Week 2 is about the implantation process and blastocyst differentiation. Note that all cells produced from the initial fertilization event are defined as the “conceptus” and will include cells with both embryonic and extraembryonic features.

In the conceptus, this is a period of blastocyst “hatching” rapid blastocyst differentiation into extraembryonic and embryonic tissues and proliferation. In placental animals, this is the first physical interaction between the conceptus and the maternal uterine wall with adplantation and the commencement of implantation.

The implanting conceptus releases a hormone (human Chorionic Gonadotropin or hCG) that initiates maternal hormonal changes, stopping the menstrual cycle. Detection of hCG in maternal urine or blood is also the basis of many modern pregnancy tests.

The second week of human development is concerned with the process of implantation and the differentiation of the blastocyst into early embryonic and placental forming structures.

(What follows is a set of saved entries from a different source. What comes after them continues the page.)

// Copyright (C) 2025 Ryan Daum <ryan.daum@gmail.com> This program is free
// software: you can redistribute it and/or modify it under the terms of the GNU
// General Public License as published by the Free Software Foundation, version
// 3.
//
// This program is distributed in the hope that it will be useful, but WITHOUT
// ANY WARRANTY; without even the implied warranty of MERCHANTABILITY or FITNESS
// FOR A PARTICULAR PURPOSE. See the GNU General Public License for more details.
//
// You should have received a copy of the GNU General Public License along with
// this program. If not, see <https://www.gnu.org/licenses/>.
//

use crate::builtins::BfRet::Ret;
use crate::builtins::{BfCallState, BfErr, BfRet, BuiltinFunction};
use etamoo_compiler::offset_for_builtin;
use etamoo_var::ErrorCode::{E_RANGE, E_TYPE};
use etamoo_var::{v_int, List, Var};

fn list_arg(v: &Var) -> Result<&List, BfErr> {
    v.as_list().ok_or(BfErr::Code(E_TYPE))
}

fn int_arg(v: &Var) -> Result<i64, BfErr> {
    v.as_int().ok_or(BfErr::Code(E_TYPE))
}

fn bf_length(bf_args: &mut BfCallState<'_>) -> Result<BfRet, BfErr> {
    bf_args.args[0]
        .len()
        .map(|l| Ret(v_int(l as i64)))
        .map_err(BfErr::Raise)
}

/// is_member uses case-sensitive ("indistinguishable") equality, unlike the
/// `in` operator.
fn bf_is_member(bf_args: &mut BfCallState<'_>) -> Result<BfRet, BfErr> {
    let value = &bf_args.args[0];
    let list = list_arg(&bf_args.args[1])?;
    let idx = list
        .index_in(value, true)
        .map(|i| i as i64 + 1)
        .unwrap_or(0);
    Ok(Ret(v_int(idx)))
}

/// listinsert(list, value [, index]): insert before `index`, default the
/// front. An index outside [1..length+1] is E_RANGE.
fn bf_listinsert(bf_args: &mut BfCallState<'_>) -> Result<BfRet, BfErr> {
    let list = list_arg(&bf_args.args[0])?;
    let value = &bf_args.args[1];
    let index = match bf_args.args.get(2) {
        Some(v) => int_arg(v)?,
        None => 1,
    };
    if index < 1 || index > list.len() as i64 + 1 {
        return Err(BfErr::Code(E_RANGE));
    }
    Ok(Ret(list.insert((index - 1) as usize, value)))
}

/// listappend(list, value [, index]): insert after `index`, default the end.
/// An index outside [0..length] is E_RANGE.
fn bf_listappend(bf_args: &mut BfCallState<'_>) -> Result<BfRet, BfErr> {
    let list = list_arg(&bf_args.args[0])?;
    let value = &bf_args.args[1];
    let index = match bf_args.args.get(2) {
        Some(v) => int_arg(v)?,
        None => list.len() as i64,
    };
    if index < 0 || index > list.len() as i64 {
        return Err(BfErr::Code(E_RANGE));
    }
    Ok(Ret(list.insert(index as usize, value)))
}

fn bf_listdelete(bf_args: &mut BfCallState<'_>) -> Result<BfRet, BfErr> {
    let list = list_arg(&bf_args.args[0])?;
    let index = int_arg(&bf_args.args[1])?;
    if index < 1 || index > list.len() as i64 {
        return Err(BfErr::Code(E_RANGE));
    }
    list.remove_at((index - 1) as usize)
        .map(Ret)
        .map_err(BfErr::Raise)
}

fn bf_listset(bf_args: &mut BfCallState<'_>) -> Result<BfRet, BfErr> {
    let list = list_arg(&bf_args.args[0])?;
    let value = &bf_args.args[1];
    let index = int_arg(&bf_args.args[2])?;
    if index < 1 || index > list.len() as i64 {
        return Err(BfErr::Code(E_RANGE));
    }
    list.index_set((index - 1) as usize, value)
        .map(Ret)
        .map_err(BfErr::Raise)
}

fn bf_setadd(bf_args: &mut BfCallState<'_>) -> Result<BfRet, BfErr> {
    let list = list_arg(&bf_args.args[0])?;
    Ok(Ret(list.set_add(&bf_args.args[1])))
}

fn bf_setremove(bf_args: &mut BfCallState<'_>) -> Result<BfRet, BfErr> {
    let list = list_arg(&bf_args.args[0])?;
    Ok(Ret(list.set_remove(&bf_args.args[1])))
}

pub(crate) fn register_bf_list_sets(builtins: &mut [BuiltinFunction]) {
    builtins[offset_for_builtin("length")] = bf_length;
    builtins[offset_for_builtin("is_member")] = bf_is_member;
    builtins[offset_for_builtin("listinsert")] = bf_listinsert;
    builtins[offset_for_builtin("listappend")] = bf_listappend;
    builtins[offset_for_builtin("listdelete")] = bf_listdelete;
    builtins[offset_for_builtin("listset")] = bf_listset;
    builtins[offset_for_builtin("setadd")] = bf_setadd;
    builtins[offset_for_builtin("setremove")] = bf_setremove;
}
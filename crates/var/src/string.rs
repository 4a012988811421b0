// Copyright (C) 2025 Ryan Daum <ryan.daum@gmail.com> This program is free
// software: you can redistribute it and/or modify it under the terms of the GNU
// General Public License as published by the Free Software Foundation, version
// 3.
//
// This program is distributed in the hope that it will be useful, but WITHOUT
// ANY WARRANTY; without even the implied warranty of MERCHANTABILITY or FITNESS
// FOR A PARTICULAR PURPOSE. See the GNU General Public License for more details.
//
// You should have received a copy of the GNU General Public License along with
// this program. If not, see <https://www.gnu.org/licenses/>.
//

use crate::error::ErrorCode::{E_INVARG, E_RANGE, E_TYPE};
use crate::var::Var;
use crate::variant::Variant;
use crate::Error;
use std::cmp::max;
use std::fmt::{Debug, Display, Formatter};
use std::hash::Hash;
use std::sync::Arc;
use unicase::UniCase;

/// A MOO string. Indexing and length are in Unicode code points, and the
/// default comparison, ordering and hashing are case-insensitive.
#[derive(Clone)]
pub struct Str(Arc<String>);

impl Str {
    pub fn mk_str(s: &str) -> Self {
        Str(Arc::new(s.into()))
    }

    pub fn mk_string(s: String) -> Self {
        Str(Arc::new(s))
    }

    pub fn as_str(&self) -> &str {
        self.0.as_ref()
    }

    pub fn is_empty(&self) -> bool {
        self.0.is_empty()
    }

    /// Length in code points, not bytes.
    pub fn len(&self) -> usize {
        self.0.chars().count()
    }

    pub fn append(&self, other: &Str) -> Var {
        let mut s = self.0.as_ref().clone();
        s.push_str(other.as_str());
        Var::from_variant(Variant::Str(Str(Arc::new(s))))
    }

    /// The `index`th (0-based) character, as a one-character string.
    pub fn index(&self, index: usize) -> Result<Var, Error> {
        let Some(c) = self.0.chars().nth(index) else {
            return Err(E_RANGE.with_msg(|| {
                format!(
                    "index {} out of range for string of length {}",
                    index + 1,
                    self.len()
                )
            }));
        };
        Ok(Var::mk_str(&c.to_string()))
    }

    /// Replace the `index`th (0-based) character. The replacement must itself
    /// be a single-character string.
    pub fn index_set(&self, index: usize, value: &Var) -> Result<Var, Error> {
        let Variant::Str(value) = value.variant() else {
            return Err(E_TYPE.msg("string index assignment requires a string"));
        };
        if value.len() != 1 {
            return Err(E_INVARG.msg("string index assignment requires a single character"));
        }
        let len = self.len();
        if index >= len {
            return Err(E_RANGE.with_msg(|| {
                format!(
                    "index {} out of range for string of length {}",
                    index + 1,
                    len
                )
            }));
        }
        let s: String = self
            .0
            .chars()
            .enumerate()
            .flat_map(|(i, c)| {
                if i == index {
                    value.as_str().chars().collect::<Vec<_>>()
                } else {
                    vec![c]
                }
            })
            .collect();
        Ok(Var::mk_string(s))
    }

    /// Substring over the inclusive 0-based range `from..=to`. An empty range
    /// (to < from) is the empty string, matching MOO's `s[2..1]` behavior.
    pub fn range(&self, from: isize, to: isize) -> Result<Var, Error> {
        if to < from {
            return Ok(Var::mk_str(""));
        }
        let len = self.len() as isize;
        let start = max(from, 0);
        if start >= len || to >= len {
            return Err(E_RANGE.with_msg(|| {
                format!(
                    "range {}..{} out of bounds for string of length {}",
                    from + 1,
                    to + 1,
                    len
                )
            }));
        }
        let s: String = self
            .0
            .chars()
            .skip(start as usize)
            .take((to - start + 1) as usize)
            .collect();
        Ok(Var::mk_string(s))
    }

    /// Splice `with` over the inclusive 0-based range `from..=to`.
    pub fn range_set(&self, from: isize, to: isize, with: &Var) -> Result<Var, Error> {
        let Variant::Str(with) = with.variant() else {
            return Err(E_TYPE.msg("string range assignment requires a string"));
        };

        let len = self.len() as isize;
        let from = max(from, 0);
        if from > len {
            return Err(E_RANGE.with_msg(|| {
                format!(
                    "range start {} out of bounds for string of length {}",
                    from + 1,
                    len
                )
            }));
        }

        let head = self.0.chars().take(from as usize);
        let tail = self.0.chars().skip(max(to + 1, from) as usize);
        let s: String = head.chain(with.as_str().chars()).chain(tail).collect();
        Ok(Var::mk_string(s))
    }
}

impl Display for Str {
    fn fmt(&self, f: &mut Formatter<'_>) -> std::fmt::Result {
        write!(f, "{}", self.as_str())
    }
}

impl Debug for Str {
    fn fmt(&self, f: &mut Formatter<'_>) -> std::fmt::Result {
        write!(f, "{:?}", self.as_str())
    }
}

// MOO strings compare case-insensitively unless an explicit case-sensitive
// comparison is requested.
impl PartialEq for Str {
    fn eq(&self, other: &Self) -> bool {
        UniCase::new(self.as_str()) == UniCase::new(other.as_str())
    }
}

impl Eq for Str {}

impl PartialOrd for Str {
    fn partial_cmp(&self, other: &Self) -> Option<std::cmp::Ordering> {
        Some(self.cmp(other))
    }
}

impl Ord for Str {
    fn cmp(&self, other: &Self) -> std::cmp::Ordering {
        self.as_str()
            .to_lowercase()
            .cmp(&other.as_str().to_lowercase())
    }
}

impl Hash for Str {
    fn hash<H: std::hash::Hasher>(&self, state: &mut H) {
        UniCase::new(self.as_str()).hash(state)
    }
}

impl From<&str> for Str {
    fn from(s: &str) -> Self {
        Str::mk_str(s)
    }
}

impl From<String> for Str {
    fn from(s: String) -> Self {
        Str::mk_string(s)
    }
}

#[cfg(test)]
mod tests {
    use crate::var::{v_int, v_str, Var};
    use crate::ErrorCode::E_RANGE;
    use crate::IndexMode;

    #[test]
    fn test_string_equality() {
        let s1 = v_str("hello");
        let s2 = v_str("Hello");
        let s3 = v_str("world");
        assert_eq!(s1, s2);
        assert_ne!(s1, s3);
        assert!(!s1.eq_case_sensitive(&s2));
    }

    #[test]
    fn test_string_index() {
        let s = v_str("hello");
        let r = s.index(&v_int(2), IndexMode::OneBased).unwrap();
        assert_eq!(r, v_str("e"));

        let fail = s.index(&v_int(6), IndexMode::OneBased);
        assert_eq!(fail.unwrap_err(), E_RANGE);
    }

    #[test]
    fn test_string_index_set() {
        let s = v_str("hello");
        let r = s
            .index_set(&v_int(2), &v_str("a"), IndexMode::OneBased)
            .unwrap();
        assert_eq!(r, v_str("hallo"));

        let fail = s.index_set(&v_int(10), &v_str("a"), IndexMode::OneBased);
        assert_eq!(fail.unwrap_err(), E_RANGE);
    }

    #[test]
    fn test_string_slice() {
        let s = v_str("hello world");
        let r = s.range(&v_int(2), &v_int(7), IndexMode::OneBased).unwrap();
        assert_eq!(r, v_str("ello w"));

        // Empty range is the empty string, not E_RANGE.
        let r = s.range(&v_int(2), &v_int(1), IndexMode::OneBased).unwrap();
        assert_eq!(r, v_str(""));
    }

    #[test]
    fn test_string_range_set() {
        // Known MOO behavior for interior replacement.
        let base = v_str("mandalorian");
        let r = base
            .range_set(&v_int(4), &v_int(7), &v_str("bozo"), IndexMode::OneBased)
            .unwrap();
        assert_eq!(r, v_str("manbozorian"));

        // s[1..0] = "x" inserts at the front.
        let base = v_str("12345");
        let r = base
            .range_set(&v_int(1), &v_int(0), &v_str("x"), IndexMode::OneBased)
            .unwrap();
        assert_eq!(r, v_str("x12345"));
    }

    #[test]
    fn test_string_code_points() {
        let s = v_str("héllo");
        assert_eq!(s.len().unwrap(), 5);
        let r = s.index(&v_int(2), IndexMode::OneBased).unwrap();
        assert_eq!(r, v_str("é"));
    }

    #[test]
    fn test_string_append() {
        let s = v_str("Hello, ");
        let r = Var::str_concat(&s, &v_str("world")).unwrap();
        assert_eq!(r, v_str("Hello, world"));
    }
}
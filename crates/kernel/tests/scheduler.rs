// Copyright (C) 2025 Ryan Daum <ryan.daum@gmail.com> This program is free
// software: you can redistribute it and/or modify it under the terms of the GNU
// General Public License as published by the Free Software Foundation, version
// 3.
//
// This program is distributed in the hope that it will be useful, but WITHOUT
// ANY WARRANTY; without even the implied warranty of MERCHANTABILITY or FITNESS
// FOR A PARTICULAR PURPOSE. See the GNU General Public License for more details.
//
// You should have received a copy of the GNU General Public License along with
// this program. If not, see <https://www.gnu.org/licenses/>.
//

//! Scheduler-level tests: whole tasks submitted through the scheduler, with
//! suspensions, forks and kills.

use etamoo_common::model::{VerbArgsSpec, VerbFlag, WorldState, WorldStateSource};
use etamoo_common::tasks::{SchedulerError, Session, SessionError};
use etamoo_db::TxDb;
use etamoo_kernel::tasks::scheduler::Scheduler;
use etamoo_kernel::tasks::scheduler_client::SchedulerClient;
use etamoo_kernel::tasks::TaskResult;
use etamoo_var::{v_int, v_str, Obj, Symbol, Var, NOTHING, SYSTEM_OBJECT};
use parking_lot::Mutex;
use std::sync::Arc;
use std::time::{Duration, Instant};

const WIZARD: Obj = Obj(1);

/// A session that accumulates committed output for inspection.
#[derive(Default)]
struct TestSession {
    committed: Arc<Mutex<Vec<String>>>,
    buffered: Mutex<Vec<String>>,
}

impl TestSession {
    fn new() -> (Arc<Self>, Arc<Mutex<Vec<String>>>) {
        let log = Arc::new(Mutex::new(Vec::new()));
        let session = Arc::new(TestSession {
            committed: log.clone(),
            buffered: Mutex::new(Vec::new()),
        });
        (session, log)
    }
}

impl Session for TestSession {
    fn commit(&self) -> Result<(), SessionError> {
        let mut buffered = self.buffered.lock();
        self.committed.lock().extend(buffered.drain(..));
        Ok(())
    }

    fn rollback(&self) -> Result<(), SessionError> {
        self.buffered.lock().clear();
        Ok(())
    }

    fn fork(self: Arc<Self>) -> Result<Arc<dyn Session>, SessionError> {
        Ok(Arc::new(TestSession {
            committed: self.committed.clone(),
            buffered: Mutex::new(Vec::new()),
        }))
    }

    fn send_text(&self, _player: Obj, msg: &str) -> Result<(), SessionError> {
        self.buffered.lock().push(msg.to_string());
        Ok(())
    }

    fn broadcast_text(&self, msg: &str) -> Result<(), SessionError> {
        self.committed.lock().push(msg.to_string());
        Ok(())
    }

    fn request_input(&self, _player: Obj) -> Result<(), SessionError> {
        Ok(())
    }

    fn connected_players(&self) -> Result<Vec<Obj>, SessionError> {
        Ok(vec![WIZARD])
    }

    fn connected_seconds(&self, _player: Obj) -> Result<f64, SessionError> {
        Ok(1.0)
    }

    fn idle_seconds(&self, _player: Obj) -> Result<f64, SessionError> {
        Ok(0.0)
    }

    fn connection_name(&self, player: Obj) -> Result<String, SessionError> {
        Ok(format!("test connection for {player}"))
    }

    fn disconnect(&self, _player: Obj) -> Result<(), SessionError> {
        Ok(())
    }
}

fn setup() -> (Arc<TxDb>, SchedulerClient, std::thread::JoinHandle<()>) {
    let db = Arc::new(TxDb::with_minimal_core());
    let db_source: Arc<dyn WorldStateSource> = db.clone();
    let scheduler = Scheduler::new(db_source);
    let client = scheduler.client();
    let join = std::thread::spawn(move || scheduler.run());
    (db, client, join)
}

fn shutdown(client: &SchedulerClient, join: std::thread::JoinHandle<()>) {
    client.submit_shutdown(None).expect("could not shut down");
    join.join().expect("scheduler panicked");
}

fn eval_result(client: &SchedulerClient, session: Arc<dyn Session>, code: &str) -> TaskResult {
    let handle = client
        .submit_eval_task(WIZARD, WIZARD, code, session)
        .expect("could not submit eval");
    handle.into_receiver().recv().expect("no task result")
}

fn eval_value(client: &SchedulerClient, session: Arc<dyn Session>, code: &str) -> Var {
    match eval_result(client, session, code) {
        TaskResult::Success(v) => v,
        TaskResult::Error(e) => panic!("eval of {code:?} failed: {e:?}"),
    }
}

#[test]
fn test_eval_through_scheduler() {
    let (_db, client, join) = setup();
    let (session, _) = TestSession::new();
    assert_eq!(eval_value(&client, session, "return 1 + 2;"), v_int(3));
    shutdown(&client, join);
}

#[test]
fn test_suspend_resumes_and_advances_time() {
    let (_db, client, join) = setup();
    let (session, _) = TestSession::new();
    let before = Instant::now();
    let result = eval_value(
        &client,
        session,
        "x = suspend(1); return {x, \"woke\"};",
    );
    assert!(before.elapsed() >= Duration::from_secs(1));
    assert_eq!(
        result,
        etamoo_var::v_list(&[v_int(0), v_str("woke")])
    );
    shutdown(&client, join);
}

#[test]
fn test_fork_runs_later_and_label_binds_task_id() {
    let (db, client, join) = setup();
    let (session, log) = TestSession::new();

    // Notifications committed by the parent land before the forked task's.
    {
        let mut tx = db.new_world_state().unwrap();
        let program = etamoo_compiler::compile(
            r#"
            fork ident (1)
              notify(player, "late");
            endfork
            notify(player, "early");
            return ident;
            "#,
        )
        .unwrap();
        tx.add_verb(
            WIZARD,
            SYSTEM_OBJECT,
            vec![Symbol::mk("forker")],
            WIZARD,
            VerbFlag::rxd(),
            VerbArgsSpec::this_none_this(),
            program,
        )
        .unwrap();
        tx.commit().unwrap();
    }

    let forked_task_id = eval_value(&client, session.clone(), "return #0:forker();");
    // The fork label binds the new task's id, distinct from this task's.
    let forked_task_id = forked_task_id.as_int().expect("task id should be an int");
    assert!(forked_task_id > 0);

    // "early" should already be there; "late" roughly a second later.
    assert_eq!(log.lock().as_slice(), &["early".to_string()]);
    std::thread::sleep(Duration::from_millis(1800));
    assert_eq!(
        log.lock().as_slice(),
        &["early".to_string(), "late".to_string()]
    );
    shutdown(&client, join);
}

#[test]
fn test_queued_tasks_and_kill_task() {
    let (_db, client, join) = setup();
    let (session, _) = TestSession::new();

    // Park a task in suspension, then find and kill it from another task.
    let handle = client
        .submit_eval_task(WIZARD, WIZARD, "suspend(); return \"unreachable\";", session.clone())
        .expect("could not submit");
    let victim_id = handle.task_id();
    // Give it a moment to reach its suspend.
    std::thread::sleep(Duration::from_millis(200));

    let queued = eval_value(&client, session.clone(), "return queued_tasks();");
    let queued = queued.as_list().expect("queued_tasks returns a list");
    assert_eq!(queued.len(), 1);

    let killed = eval_value(
        &client,
        session.clone(),
        &format!("return kill_task({victim_id});"),
    );
    assert_eq!(killed, v_int(0));

    let queued = eval_value(&client, session, "return queued_tasks();");
    assert_eq!(queued.len().unwrap(), 0);
    shutdown(&client, join);
}

#[test]
fn test_resume_feeds_value() {
    let (db, client, join) = setup();
    let (session, log) = TestSession::new();

    {
        let mut tx = db.new_world_state().unwrap();
        let program = etamoo_compiler::compile(
            r#"
            x = suspend();
            notify(player, "resumed with " + tostr(x));
            "#,
        )
        .unwrap();
        tx.add_verb(
            WIZARD,
            SYSTEM_OBJECT,
            vec![Symbol::mk("sleeper")],
            WIZARD,
            VerbFlag::rxd(),
            VerbArgsSpec::this_none_this(),
            program,
        )
        .unwrap();
        tx.commit().unwrap();
    }

    let handle = client
        .submit_verb_task(
            WIZARD,
            SYSTEM_OBJECT,
            Symbol::mk("sleeper"),
            vec![],
            "".to_string(),
            WIZARD,
            session.clone(),
        )
        .expect("could not submit");
    let sleeper_id = handle.task_id();
    std::thread::sleep(Duration::from_millis(200));

    let resumed = eval_value(
        &client,
        session.clone(),
        &format!("return resume({sleeper_id}, 99);"),
    );
    assert_eq!(resumed, v_int(0));
    std::thread::sleep(Duration::from_millis(200));
    assert!(log
        .lock()
        .iter()
        .any(|l| l == "resumed with 99"));
    shutdown(&client, join);
}

#[test]
fn test_out_of_ticks_aborts_uncatchably() {
    let (_db, client, join) = setup();
    let (session, log) = TestSession::new();
    // Even a try/except around the infinite loop cannot catch a timeout.
    let result = eval_result(
        &client,
        session,
        "try while (1) endwhile except (ANY) return \"caught\"; endtry",
    );
    match result {
        TaskResult::Error(SchedulerError::TaskAbortedLimit(_)) => {}
        other => panic!("Expected a limit abort, got {other:?}"),
    }
    assert!(log.lock().iter().any(|l| l.contains("Task aborted")));
    shutdown(&client, join);
}

#[test]
fn test_uncaught_exception_reports_traceback() {
    let (_db, client, join) = setup();
    let (session, log) = TestSession::new();
    let result = eval_result(&client, session, "return {1}[10];");
    match result {
        TaskResult::Error(SchedulerError::TaskAbortedException(e)) => {
            assert_eq!(e.error, etamoo_var::E_RANGE);
        }
        other => panic!("Expected an exception, got {other:?}"),
    }
    assert!(log.lock().iter().any(|l| l.contains("End of traceback")));
    shutdown(&client, join);
}

#[test]
fn test_command_dispatch_through_scheduler() {
    let (db, client, join) = setup();
    let (session, log) = TestSession::new();

    // A room with a "wave" command verb, with the wizard in it.
    {
        let mut tx = db.new_world_state().unwrap();
        let room = tx
            .create_object(
                WIZARD,
                NOTHING,
                WIZARD,
                etamoo_common::model::ObjAttrs {
                    name: Some("The Void".to_string()),
                    ..Default::default()
                },
            )
            .unwrap();
        tx.move_object(WIZARD, WIZARD, room).unwrap();
        let program =
            etamoo_compiler::compile(r#"notify(player, "You wave. Verb was " + verb + ".");"#)
                .unwrap();
        tx.add_verb(
            WIZARD,
            room,
            vec![Symbol::mk("wave")],
            WIZARD,
            VerbFlag::rxd(),
            VerbArgsSpec {
                dobj: etamoo_common::model::ArgSpec::None,
                prep: etamoo_common::model::PrepSpec::None,
                iobj: etamoo_common::model::ArgSpec::None,
            },
            program,
        )
        .unwrap();
        tx.commit().unwrap();
    }

    let handle = client
        .submit_command_task(WIZARD, "wave", session.clone())
        .expect("could not submit command");
    let result = handle.into_receiver().recv().expect("no result");
    assert!(matches!(result, TaskResult::Success(_)));
    assert!(log
        .lock()
        .iter()
        .any(|l| l == "You wave. Verb was wave."));
    shutdown(&client, join);
}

Normal Stages of week 2 development

Day 08

1. Cells of the inner cell mass (embrioblast) differentiate into 2 distinct layers

2. The cells of each germ layer form a flat disk and together are known as the bilaminar germ disk

3. Cells of the ectodermal layers, initially firmly attached to the cytotrophoblast, develop small clefts between their layers as development proceeds

Day 09

◦blastocyst embeds deeper into endometrium, and a fibrin coagulum “plug” (blood clot and cellular debris) closes the penetration defect in uterine epithelial surface – interstitial implantation

1.Trophoblast progresses in development, especially at the embryonic pole, and vacuoles appear in the syncytium. The vacuoles fuse to form large lacunae (lakes), and we have the lacunar stage of trophoblast development

2.Endometrial stroma around the trophoblast has vascular congestion, and the cells are rich in glycogen

3.Flattened cells delaminate from the inner surface of the cytotrophoblast, at the embryonic pole, and form a thin membrane called Heuser’s exocoelomic membrane which is continuous with the edges of the entodermal layer. Together, they form the lining of the exocoelomic cavity or the primitive yolk sac.

Day 10, 11 and 12

1.The blastocyst becomes completely embedded in the endometrial stroma, and the uterine surface epithelium almost entirely covers the original epithelial lining defect of the mucosa Only a slight protrusion is seen in the uterine lumen

2.The trophoblast is characterized by lacunar spaces in the syncytium, and they form an interconnecting network, particularly at the embryonic pole

3.At the embryonic pole, the trophoblast consists of cytotrophoblastic cells and only a few lacunar spaces

4. The syncytial cells penetrate deep into the stroma and erode the endothelial lining of maternal congested and dilated capillaries called sinusoids

5. Cytotrophoblast also differentiates. On its inner surface, cells delaminate to form a fine, loose tissue, the extraembryonic mesoderm, which fills the space between external trophoblast and amnion and internal yolk sac

6. The bilaminar germ disk grows slowly compared to the trophoblast, but by the end of day 12, entodermal cells begin to spread over the inside of Heuser’s membrane

Day 13 and 14

the endometrial surface defect is usually healed, but there may be occasional bleeding at the site of implantation due to the increased blood flow in the lacunar spaces at the abembryonic pole. Can be confused with menstrual bleeding

1.The trophoblast shows more organization at the embryonic pole

2.The cytotrophoblast cells proliferate, penetrate the syncytium, and form cellular columns surrounded by syncytium-together forming the primary stem villi

3.The entodermal germ layer proliferates and newly formed cells gradually line a new cavity known as the secondary or definitive yolk sac (smaller than original)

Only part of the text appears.